00:23So tell me a little bit about how that works, first of all how did you come up with the idea,
00:27how did you realise that you'd reached the 1 million pound milestone and how
00:34are we celebrating that fact? We realised we hit the milestone through our
00:40bookkeeper basically that alerted us to the fact that yeah we were about to hit
00:47the milestone of a million, we weren't really, you know, it wasn't something we
00:50were aiming for, it just came about and felt it's something worth
00:54shouting about because there's not as many grassroots venues as there
00:59once was and yeah we're proud of the fact that we're going strong, we're
01:05managing to pay people fairly and yeah that money goes directly to the
01:10musicians. Tell me a bit about the payment process then, so you run this
01:14club, you're open five nights a week, you have a couple of hundred musicians on
01:19every year, daily events, how does that money, how does the money reach the
01:25bands and the musicians? It's literally as simple as I do all the booking, the
01:31musicians do their performance and then they send their invoice in, we pay them
01:36basically, within 10 days the musicians play, they get paid, it's as simple as
01:42that. So you're going to host a one million pound week in there, is that correct?

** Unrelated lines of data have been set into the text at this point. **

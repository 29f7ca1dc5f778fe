//! Bulk keystore jobs: encrypt raw keys, decrypt keystores.
//!
//! Keys are processed on the rayon pool; results are written afterwards in
//! input order. A failing entry is logged and counted, never fatal.

use std::fs::{self, File};
use std::io::{self, BufWriter, Write};
use std::path::{Path, PathBuf};
use std::time::Instant;

use rayon::prelude::*;

use crate::crypto::{decrypt_keystore, encrypt_to_keystore, CryptoError, Keypair, ScryptParams};
use crate::pipeline::Redactor;
use crate::run::{human_duration, CancelToken};

/// Errors that abort a whole batch.
#[derive(Debug, thiserror::Error)]
pub enum BatchError {
    #[error("Failed to read {path}: {source}")]
    Read {
        path: PathBuf,
        #[source]
        source: io::Error,
    },

    #[error("Failed to write {path}: {source}")]
    Write {
        path: PathBuf,
        #[source]
        source: io::Error,
    },
}

/// Per-batch counters.
#[derive(Debug, Default, Clone, Copy, PartialEq, Eq)]
pub struct BatchReport {
    pub total: usize,
    pub ok: usize,
    pub failed: usize,
    /// Entries skipped because the job was cancelled
    pub skipped: usize,
}

/// Where a keystore blob came from, for log messages.
#[derive(Debug, Clone)]
struct Entry {
    origin: String,
    text: String,
}

/// Encrypts every private key listed in `input` with one password.
///
/// Blank lines and `#` comments are ignored; keys may carry a `0x` prefix.
/// Writes `all.jsonl` and `files/<address>.json` under `out_dir`.
pub fn encrypt_privates(
    input: &Path,
    out_dir: &Path,
    password: &str,
    params: ScryptParams,
    redactor: &Redactor,
    cancel: &CancelToken,
) -> Result<BatchReport, BatchError> {
    let text = fs::read_to_string(input).map_err(|source| BatchError::Read {
        path: input.to_path_buf(),
        source,
    })?;
    let keys: Vec<(usize, &str)> = text
        .lines()
        .enumerate()
        .map(|(n, line)| (n + 1, line.trim()))
        .filter(|(_, line)| !line.is_empty() && !line.starts_with('#'))
        .collect();

    let files_dir = out_dir.join("files");
    fs::create_dir_all(&files_dir).map_err(|source| BatchError::Write {
        path: files_dir.clone(),
        source,
    })?;
    tracing::info!(inputs = %input.display(), out = %out_dir.display(), keys = keys.len(), "encrypt started");

    let start = Instant::now();
    let sealed: Vec<Option<Result<(Keypair, String), CryptoError>>> = keys
        .par_iter()
        .map(|(_, raw)| {
            if cancel.is_cancelled() {
                return None;
            }
            Some(Keypair::from_hex(raw).and_then(|keypair| {
                let blob = encrypt_to_keystore(&keypair, password, params)?;
                Ok((keypair, blob))
            }))
        })
        .collect();

    let all_path = out_dir.join("all.jsonl");
    let mut all = open_output(&all_path, true)?;
    let mut report = BatchReport {
        total: keys.len(),
        ..Default::default()
    };

    for ((line_no, _), outcome) in keys.iter().zip(sealed) {
        let (keypair, blob) = match outcome {
            None => {
                report.skipped += 1;
                continue;
            }
            Some(Err(e)) => {
                report.failed += 1;
                tracing::error!(line = line_no, error = %redactor.mask(&e.to_string()), "keystore encrypt failed");
                continue;
            }
            Some(Ok(sealed)) => sealed,
        };
        let address = keypair.address().to_checksum();

        if let Err(e) = writeln!(all, "{}", blob) {
            report.failed += 1;
            tracing::error!(address = %address, error = %e, "append jsonl failed");
            continue;
        }
        let single = files_dir.join(format!("{}.json", keypair.address().to_hex()));
        if let Err(e) = fs::write(&single, &blob) {
            report.failed += 1;
            tracing::error!(address = %address, error = %e, "write single keystore failed");
            continue;
        }

        report.ok += 1;
        let private_key = keypair.private_key_hex();
        tracing::info!(
            address = %address,
            private_key = %redactor.field("private_key", &private_key),
            "ENCRYPTED"
        );
    }

    all.flush().map_err(|source| BatchError::Write {
        path: all_path,
        source,
    })?;
    log_finished("encrypt", &report, start);
    Ok(report)
}

/// Decrypts every keystore found under `input_dir` into `out_dir/all.txt`
/// as `address:0xprivate` lines.
///
/// Sources: `all.jsonl` (one keystore per line), top-level `*.json` and
/// `files/*.json`.
pub fn decrypt_keystores(
    input_dir: &Path,
    out_dir: &Path,
    password: &str,
    redactor: &Redactor,
    cancel: &CancelToken,
) -> Result<BatchReport, BatchError> {
    let files = collect_input_files(input_dir);
    if files.is_empty() {
        tracing::warn!(dir = %input_dir.display(), "no keystore files found");
        return Ok(BatchReport::default());
    }
    tracing::info!(inputs = %input_dir.display(), out = %out_dir.display(), files = files.len(), "decrypt started");

    let entries = read_entries(&files);
    let start = Instant::now();
    let opened: Vec<Option<Result<Keypair, CryptoError>>> = entries
        .par_iter()
        .map(|entry| {
            if cancel.is_cancelled() {
                None
            } else {
                Some(decrypt_keystore(&entry.text, password))
            }
        })
        .collect();

    let out_path = out_dir.join("all.txt");
    let mut out = open_output(&out_path, false)?;
    let mut report = BatchReport {
        total: entries.len(),
        ..Default::default()
    };

    for (entry, outcome) in entries.iter().zip(opened) {
        let keypair = match outcome {
            None => {
                report.skipped += 1;
                continue;
            }
            Some(Err(e)) => {
                report.failed += 1;
                tracing::error!(file = %entry.origin, error = %e, "decrypt failed");
                continue;
            }
            Some(Ok(keypair)) => keypair,
        };
        let address = keypair.address().to_checksum();
        let private_key = keypair.private_key_hex();

        if let Err(e) = writeln!(out, "{}:{}", address, private_key) {
            report.failed += 1;
            tracing::error!(address = %address, error = %e, "write all.txt failed");
            continue;
        }
        report.ok += 1;
        tracing::info!(
            address = %address,
            private_key = %redactor.field("private_key", &private_key),
            "DECRYPTED"
        );
    }

    out.flush().map_err(|source| BatchError::Write {
        path: out_path,
        source,
    })?;
    log_finished("decrypt", &report, start);
    Ok(report)
}

/// Lists decrypt inputs: `all.jsonl` first, then `*.json`, then `files/*.json`.
pub fn collect_input_files(dir: &Path) -> Vec<PathBuf> {
    let mut files = Vec::new();
    let all = dir.join("all.jsonl");
    if all.is_file() {
        files.push(all);
    }
    files.extend(json_files(dir));
    files.extend(json_files(&dir.join("files")));
    files
}

fn json_files(dir: &Path) -> Vec<PathBuf> {
    let Ok(read) = fs::read_dir(dir) else {
        return Vec::new();
    };
    let mut found: Vec<PathBuf> = read
        .filter_map(Result::ok)
        .map(|entry| entry.path())
        .filter(|path| path.is_file() && path.extension().is_some_and(|ext| ext == "json"))
        .collect();
    found.sort();
    found
}

fn read_entries(files: &[PathBuf]) -> Vec<Entry> {
    let mut entries = Vec::new();
    for path in files {
        let text = match fs::read_to_string(path) {
            Ok(text) => text,
            Err(e) => {
                tracing::error!(file = %path.display(), error = %e, "read keystore failed");
                continue;
            }
        };
        if path.extension().is_some_and(|ext| ext == "jsonl") {
            for (n, line) in text.lines().enumerate() {
                if !line.trim().is_empty() {
                    entries.push(Entry {
                        origin: format!("{}:{}", path.display(), n + 1),
                        text: line.to_string(),
                    });
                }
            }
        } else {
            entries.push(Entry {
                origin: path.display().to_string(),
                text,
            });
        }
    }
    entries
}

fn open_output(path: &Path, append: bool) -> Result<BufWriter<File>, BatchError> {
    let file = if append {
        fs::OpenOptions::new().create(true).append(true).open(path)
    } else {
        File::create(path)
    };
    file.map(BufWriter::new).map_err(|source| BatchError::Write {
        path: path.to_path_buf(),
        source,
    })
}

fn log_finished(job: &str, report: &BatchReport, start: Instant) {
    tracing::info!(
        total = report.total,
        ok = report.ok,
        failed = report.failed,
        skipped = report.skipped,
        elapsed = %human_duration(start.elapsed()),
        "{} finished",
        job
    );
}

#[cfg(test)]
mod tests {
    use super::*;
    use crate::run::CancelReason;

    const PASSWORD: &str = "correct horse";

    fn keys(n: usize) -> Vec<Keypair> {
        (0..n).map(|_| Keypair::generate().unwrap()).collect()
    }

    fn write_privates(dir: &Path, keys: &[Keypair]) -> PathBuf {
        let mut text = String::from("# operator list\n\n");
        for (i, key) in keys.iter().enumerate() {
            let hex = key.private_key_hex();
            // alternate with and without 0x
            let line = if i % 2 == 0 { hex } else { hex[2..].to_string() };
            text.push_str(&line);
            text.push('\n');
        }
        text.push_str("not-a-key\n");
        let path = dir.join("privates.txt");
        fs::write(&path, text).unwrap();
        path
    }

    #[test]
    fn test_encrypt_then_decrypt() {
        let work = tempfile::tempdir().unwrap();
        let originals = keys(3);
        let input = write_privates(work.path(), &originals);
        let enc_out = work.path().join("enc");
        fs::create_dir_all(&enc_out).unwrap();

        let redactor = Redactor::new(true);
        let report = encrypt_privates(
            &input,
            &enc_out,
            PASSWORD,
            ScryptParams::LIGHT,
            &redactor,
            &CancelToken::new(),
        )
        .unwrap();
        assert_eq!(report, BatchReport { total: 4, ok: 3, failed: 1, skipped: 0 });

        let all = fs::read_to_string(enc_out.join("all.jsonl")).unwrap();
        assert_eq!(all.lines().count(), 3);
        for key in &originals {
            let single = enc_out.join("files").join(format!("{}.json", key.address().to_hex()));
            assert!(single.is_file());
        }

        // decrypt reads all.jsonl plus files/*.json
        let dec_out = work.path().join("dec");
        fs::create_dir_all(&dec_out).unwrap();
        let report = decrypt_keystores(&enc_out, &dec_out, PASSWORD, &redactor, &CancelToken::new()).unwrap();
        assert_eq!(report.total, 6);
        assert_eq!(report.ok, 6);

        let lines = fs::read_to_string(dec_out.join("all.txt")).unwrap();
        for key in &originals {
            let expected = format!("{}:{}", key.address().to_checksum(), key.private_key_hex());
            assert_eq!(lines.lines().filter(|l| *l == expected).count(), 2);
        }
    }

    #[test]
    fn test_decrypt_wrong_password_counts_failures() {
        let work = tempfile::tempdir().unwrap();
        let key = Keypair::generate().unwrap();
        let blob = encrypt_to_keystore(&key, PASSWORD, ScryptParams::LIGHT).unwrap();
        fs::write(work.path().join("one.json"), &blob).unwrap();
        fs::write(work.path().join("broken.json"), "{not json").unwrap();
        fs::write(work.path().join("notes.txt"), "ignored").unwrap();

        let out = tempfile::tempdir().unwrap();
        let report = decrypt_keystores(
            work.path(),
            out.path(),
            "wrong",
            &Redactor::new(false),
            &CancelToken::new(),
        )
        .unwrap();
        assert_eq!(report.total, 2);
        assert_eq!(report.failed, 2);
        assert_eq!(fs::read_to_string(out.path().join("all.txt")).unwrap(), "");
    }

    #[test]
    fn test_cancelled_batch_skips_work() {
        let work = tempfile::tempdir().unwrap();
        let input = write_privates(work.path(), &keys(2));
        let cancel = CancelToken::new();
        cancel.cancel(CancelReason::Interrupted);

        let report = encrypt_privates(
            &input,
            work.path(),
            PASSWORD,
            ScryptParams::LIGHT,
            &Redactor::new(false),
            &cancel,
        )
        .unwrap();
        assert_eq!(report.skipped, 3);
        assert_eq!(report.ok, 0);
    }

    #[test]
    fn test_collect_input_order() {
        let dir = tempfile::tempdir().unwrap();
        fs::create_dir_all(dir.path().join("files")).unwrap();
        fs::write(dir.path().join("b.json"), "{}").unwrap();
        fs::write(dir.path().join("all.jsonl"), "").unwrap();
        fs::write(dir.path().join("files/a.json"), "{}").unwrap();

        let files = collect_input_files(dir.path());
        assert_eq!(
            files,
            vec![
                dir.path().join("all.jsonl"),
                dir.path().join("b.json"),
                dir.path().join("files/a.json"),
            ]
        );
        assert!(collect_input_files(&dir.path().join("missing")).is_empty());
    }

    #[test]
    fn test_missing_input_is_error() {
        let dir = tempfile::tempdir().unwrap();
        let err = encrypt_privates(
            &dir.path().join("nope.txt"),
            dir.path(),
            PASSWORD,
            ScryptParams::LIGHT,
            &Redactor::new(false),
            &CancelToken::new(),
        )
        .unwrap_err();
        assert!(matches!(err, BatchError::Read { .. }));
    }
}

01:47It's this week basically, the whole week is, we're not necessarily doing
01:53anything different to what we normally do, some of our, you know, the bands that
01:57have played here the most are playing this week, bands like the Domino Funk and
02:02Soul Band who have played here from the start, yeah so they're performing, some
02:10of the musicians from the Funk and Soul Band are from a, in my opinion, a
02:15legendary Leeds band which is the Haggis Horns, it's the rhythm section from the
02:19Haggis Horns alongside Cleve Freckleton who's been part of the Leeds scene
02:24from the start, so they're playing this weekend along with some of our house
02:28bands, yeah it's sort of, we're doing what the Domino does but it's in celebration
02:33of the fact that we've hit this landmark. So grassroots venues are a bit of a hot
02:39topic at the moment, you know, Oasis recently announced their reunion and
02:45when they did that the Music Venue Trust basically listed all the venues that
02:50they toured in 1994 and turns out that 11 out of 38 of those are still up
02:56and running, one of them, the Dutch is in Leeds which just received, you know, a
03:01blue plaque, so grassroots venues are a hot topic at the moment, how important do
03:06you think grassroots venues are to musicians in general but I'd say local
03:13bands specifically? It's incredibly important, at the end of the day without
03:17your grassroots venues there are no Oasis, you know, you don't have
03:23these big bands at the end of the day because yeah there's a progression, you
03:26yeah, you learn to perform to a crowd in a grassroots venue, yeah it's
03:34incredibly important, I mean there's nowhere near the amount they used to be
03:37and yeah proudly, you know, we have about 450 performances per year in this club
03:46ranging from, you know, duo performances right up to massive brass bands, 17
03:52piece bands, you know, and up, so yeah it's incredibly important.